**ASSIGNMENT**
Please write every entry out again, exactly as it reads below.

(Records contained in a dataset)

****

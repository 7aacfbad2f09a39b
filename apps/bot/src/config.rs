use std::{
    collections::HashMap,
    fs,
    path::{Path, PathBuf},
};

use anyhow::Context;

#[derive(Debug, Clone)]
pub struct Settings {
    pub chat_api_url: String,
    pub chat_gateway_url: String,
    pub chat_token: String,
    pub guild_id: String,
    pub command_prefix: String,
    pub database_url: String,
    pub drive_api_url: String,
    pub drive_token: String,
    pub root_folder: String,
    pub template_sheet: Option<String>,
    pub start_party_size: u32,
    pub live_category: String,
    pub archive_category: String,
    pub voice_category: String,
}

impl Default for Settings {
    fn default() -> Self {
        Self {
            chat_api_url: "https://discord.com/api/v10".into(),
            chat_gateway_url: "wss://gateway.discord.gg".into(),
            chat_token: String::new(),
            guild_id: String::new(),
            command_prefix: "!".into(),
            database_url: "sqlite://./data/huntbot.db".into(),
            drive_api_url: "https://www.googleapis.com/drive/v2".into(),
            drive_token: String::new(),
            root_folder: "Hunt".into(),
            template_sheet: None,
            start_party_size: 30,
            live_category: "Puzzles".into(),
            archive_category: "Solved".into(),
            voice_category: "Puzzle Voice Channels".into(),
        }
    }
}

pub fn load_settings(config_path: Option<&Path>) -> Settings {
    let mut settings = Settings::default();
    let path = config_path.unwrap_or_else(|| Path::new("huntbot.toml"));

    if let Ok(raw) = fs::read_to_string(path) {
        if let Ok(file_cfg) = toml::from_str::<HashMap<String, String>>(&raw) {
            apply(&mut settings, |key| file_cfg.get(key).cloned());
        }
    }

    apply(&mut settings, |key| {
        std::env::var(format!("HUNTBOT_{}", key.to_uppercase())).ok()
    });
    if let Ok(v) = std::env::var("DATABASE_URL") {
        settings.database_url = v;
    }

    settings
}

fn apply(settings: &mut Settings, get: impl Fn(&str) -> Option<String>) {
    if let Some(v) = get("chat_api_url") {
        settings.chat_api_url = v;
    }
    if let Some(v) = get("chat_gateway_url") {
        settings.chat_gateway_url = v;
    }
    if let Some(v) = get("chat_token") {
        settings.chat_token = v;
    }
    if let Some(v) = get("guild_id") {
        settings.guild_id = v;
    }
    if let Some(v) = get("command_prefix") {
        settings.command_prefix = v;
    }
    if let Some(v) = get("database_url") {
        settings.database_url = v;
    }
    if let Some(v) = get("drive_api_url") {
        settings.drive_api_url = v;
    }
    if let Some(v) = get("drive_token") {
        settings.drive_token = v;
    }
    if let Some(v) = get("root_folder") {
        settings.root_folder = v;
    }
    if let Some(v) = get("template_sheet") {
        settings.template_sheet = Some(v);
    }
    if let Some(v) = get("start_party_size") {
        if let Ok(parsed) = v.parse::<u32>() {
            settings.start_party_size = parsed;
        }
    }
    if let Some(v) = get("live_category") {
        settings.live_category = v;
    }
    if let Some(v) = get("archive_category") {
        settings.archive_category = v;
    }
    if let Some(v) = get("voice_category") {
        settings.voice_category = v;
    }
}

pub fn prepare_database_url(raw_database_url: &str) -> anyhow::Result<String> {
    let database_url = normalize_database_url(raw_database_url);
    ensure_parent_dir_exists(&database_url)?;
    Ok(database_url)
}

fn normalize_database_url(raw_database_url: &str) -> String {
    let raw_database_url = raw_database_url.trim();

    if raw_database_url.is_empty() {
        return Settings::default().database_url;
    }

    if raw_database_url.starts_with("sqlite::memory:") || raw_database_url.contains("://") {
        return raw_database_url.to_string();
    }

    let path = raw_database_url
        .strip_prefix("sqlite:")
        .unwrap_or(raw_database_url);
    format!("sqlite://{}", path.replace('\\', "/"))
}

fn ensure_parent_dir_exists(database_url: &str) -> anyhow::Result<()> {
    let Some(path) = sqlite_path(database_url) else {
        return Ok(());
    };

    let Some(parent) = path.parent() else {
        return Ok(());
    };

    fs::create_dir_all(parent).with_context(|| {
        format!(
            "failed to create parent directory '{}' for database url '{database_url}'",
            parent.display()
        )
    })?;

    Ok(())
}

fn sqlite_path(database_url: &str) -> Option<PathBuf> {
    if database_url == "sqlite::memory:" || !database_url.starts_with("sqlite:") {
        return None;
    }

    let path = database_url
        .trim_start_matches("sqlite://")
        .trim_start_matches("sqlite:")
        .split('?')
        .next()
        .unwrap_or_default();

    if path.is_empty() {
        return None;
    }

    Some(Path::new(path).to_path_buf())
}
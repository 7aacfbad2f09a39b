use super::*;

#[test]
fn parses_register_with_free_text_name() {
    let cmd = parse_command("!", "!register The Great Gatsby");
    assert_eq!(
        cmd,
        Some(Command::Register {
            name: "The Great Gatsby".into()
        })
    );
}

#[test]
fn parses_solved_and_archive_with_normalized_slug() {
    assert_eq!(
        parse_command("!", "!solved Foo Bar"),
        Some(Command::Solved {
            slug: Slug::new("foo-bar")
        })
    );
    assert_eq!(
        parse_command("!", "!archive foo-bar"),
        Some(Command::Archive {
            slug: Slug::new("foo-bar")
        })
    );
}

#[test]
fn parses_status_with_and_without_slug() {
    assert_eq!(
        parse_command("!", "!status"),
        Some(Command::Status { slug: None })
    );
    assert_eq!(
        parse_command("!", "!status duck-konundrum"),
        Some(Command::Status {
            slug: Some(Slug::new("duck-konundrum"))
        })
    );
}

#[test]
fn parses_recount() {
    assert_eq!(parse_command("!", "!recount"), Some(Command::Recount));
}

#[test]
fn honors_configured_prefix() {
    assert_eq!(parse_command("?", "!status"), None);
    assert_eq!(
        parse_command("puzzle ", "puzzle status"),
        Some(Command::Status { slug: None })
    );
}

#[test]
fn ignores_chatter_and_malformed_invocations() {
    assert_eq!(parse_command("!", "anyone looked at the meta?"), None);
    assert_eq!(parse_command("!", "!register"), None);
    assert_eq!(parse_command("!", "!solved"), None);
    assert_eq!(parse_command("!", "!archive   "), None);
    assert_eq!(parse_command("!", "!frobnicate foo"), None);
    assert_eq!(parse_command("!", ""), None);
}

#[test]
fn tolerates_surrounding_whitespace() {
    assert_eq!(
        parse_command("!", "  !solved foo-bar  "),
        Some(Command::Solved {
            slug: Slug::new("foo-bar")
        })
    );
}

****

**RESULT OF THE EXERCISE**
repository 7aacfbad2f09a39b
filename apps/bot/src/config.rs
use std::{
    collections::HashMap,
    fs,
    path::{Path, PathBuf},
};

use anyhow::Context;

#[derive(Debug, Clone)]
pub struct Settings {
    pub chat_api_url: String,
    pub chat_gateway_url: String,
    pub chat_token: String,
    pub guild_id: String,
    pub command_prefix: String,
    pub database_url: String,
    pub drive_api_url: String,
    pub drive_token: String,
    pub root_folder: String,
    pub template_sheet: Option<String>,
    pub start_party_size: u32,
    pub live_category: String,
    pub archive_category: String,
    pub voice_category: String,
}

impl Default for Settings {
    fn default() -> Self {
        Self {
            chat_api_url: "https://discord.com/api/v10".into(),
            chat_gateway_url: "wss://gateway.discord.gg".into(),
            chat_token: String::new(),
            guild_id: String::new(),
            command_prefix: "!".into(),
            database_url: "sqlite://./data/huntbot.db".into(),
            drive_api_url: "https://www.googleapis.com/drive/v2".into(),
            drive_token: String::new(),
            root_folder: "Hunt".into(),
            template_sheet: None,
            start_party_size: 30,
            live_category: "Puzzles".into(),
            archive_category: "Solved".into(),
            voice_category: "Puzzle Voice Channels".into(),
        }
    }
}

pub fn load_settings(config_path: Option<&Path>) -> Settings {
    let mut settings = Settings::default();
    let path = config_path.unwrap_or_else(|| Path::new("huntbot.toml"));

    if let Ok(raw) = fs::read_to_string(path) {
        if let Ok(file_cfg) = toml::from_str::<HashMap<String, String>>(&raw) {
            apply(&mut settings, |key| file_cfg.get(key).cloned());
        }
    }

    apply(&mut settings, |key| {
        std::env::var(format!("HUNTBOT_{}", key.to_uppercase())).ok()
    });
    if let Ok(v) = std::env::var("DATABASE_URL") {
        settings.database_url = v;
    }

    settings
}

fn apply(settings: &mut Settings, get: impl Fn(&str) -> Option<String>) {
    if let Some(v) = get("chat_api_url") {
        settings.chat_api_url = v;
    }
    if let Some(v) = get("chat_gateway_url") {
        settings.chat_gateway_url = v;
    }
    if let Some(v) = get("chat_token") {
        settings.chat_token = v;
    }
    if let Some(v) = get("guild_id") {
        settings.guild_id = v;
    }
    if let Some(v) = get("command_prefix") {
        settings.command_prefix = v;
    }
    if let Some(v) = get("database_url") {
        settings.database_url = v;
    }
    if let Some(v) = get("drive_api_url") {
        settings.drive_api_url = v;
    }
    if let Some(v) = get("drive_token") {
        settings.drive_token = v;
    }
    if let Some(v) = get("root_folder") {
        settings.root_folder = v;
    }
    if let Some(v) = get("template_sheet") {
        settings.template_sheet = Some(v);
    }
    if let Some(v) = get("start_party_size") {
        if let Ok(parsed) = v.parse::<u32>() {
            settings.start_party_size = parsed;
        }
    }
    if let Some(v) = get("live_category") {
        settings.live_category = v;
    }
    if let Some(v) = get("archive_category") {
        settings.archive_category = v;
    }
    if let Some(v) = get("voice_category") {
        settings.voice_category = v;
    }
}

pub fn prepare_database_url(raw_database_url: &str) -> anyhow::Result<String> {
    let database_url = normalize_database_url(raw_database_url);
    ensure_parent_dir_exists(&database_url)?;
    Ok(database_url)
}

fn normalize_database_url(raw_database_url: &str) -> String {
    let raw_database_url = raw_database_url.trim();

    if raw_database_url.is_empty() {
        return Settings::default().database_url;
    }

    if raw_database_url.starts_with("sqlite::memory:") || raw_database_url.contains("://") {
        return raw_database_url.to_string();
    }

    let path = raw_database_url
        .strip_prefix("sqlite:")
        .unwrap_or(raw_database_url);
    format!("sqlite://{}", path.replace('\\', "/"))
}

fn ensure_parent_dir_exists(database_url: &str) -> anyhow::Result<()> {
    let Some(path) = sqlite_path(database_url) else {
        return Ok(());
    };

    let Some(parent) = path.parent() else {
        return Ok(());
    };

    fs::create_dir_all(parent).with_context(|| {
        format!(
            "failed to create parent directory '{}' for database url '{database_url}'",
            parent.display()
        )
    })?;

    Ok(())
}

fn sqlite_path(database_url: &str) -> Option<PathBuf> {
    if database_url == "sqlite::memory:" || !database_url.starts_with("sqlite:") {
        return None;
    }

    let path = database_url
        .trim_start_matches("sqlite://")
        .trim_start_matches("sqlite:")
        .split('?')
        .next()
        .unwrap_or_default();

    if path.is_empty() {
        return None;
    }

    Some(Path::new(path).to_path_buf())
}
repository 7aacfbad2f09a39b
use super::*;

#[test]
fn parses_register_with_free_text_name() {
    let cmd = parse_command("!", "!register The Great Gatsby");
    assert_eq!(
        cmd,
        Some(Command::Register {
            name: "The Great Gatsby".into()
        })
    );
}

#[test]
fn parses_solved_and_archive_with_normalized_slug() {
    assert_eq!(
        parse_command("!", "!solved Foo Bar"),
        Some(Command::Solved {
            slug: Slug::new("foo-bar")
        })
    );
    assert_eq!(
        parse_command("!", "!archive foo-bar"),
        Some(Command::Archive {
            slug: Slug::new("foo-bar")
        })
    );
}

#[test]
fn parses_status_with_and_without_slug() {
    assert_eq!(
        parse_command("!", "!status"),
        Some(Command::Status { slug: None })
    );
    assert_eq!(
        parse_command("!", "!status duck-konundrum"),
        Some(Command::Status {
            slug: Some(Slug::new("duck-konundrum"))
        })
    );
}

#[test]
fn parses_recount() {
    assert_eq!(parse_command("!", "!recount"), Some(Command::Recount));
}

#[test]
fn honors_configured_prefix() {
    assert_eq!(parse_command("?", "!status"), None);
    assert_eq!(
        parse_command("puzzle ", "puzzle status"),
        Some(Command::Status { slug: None })
    );
}

#[test]
fn ignores_chatter_and_malformed_invocations() {
    assert_eq!(parse_command("!", "anyone looked at the meta?"), None);
    assert_eq!(parse_command("!", "!register"), None);
    assert_eq!(parse_command("!", "!solved"), None);
    assert_eq!(parse_command("!", "!archive   "), None);
    assert_eq!(parse_command("!", "!frobnicate foo"), None);
    assert_eq!(parse_command("!", ""), None);
}

#[test]
fn tolerates_surrounding_whitespace() {
    assert_eq!(
        parse_command("!", "  !solved foo-bar  "),
        Some(Command::Solved {
            slug: Slug::new("foo-bar")
        })
    );
}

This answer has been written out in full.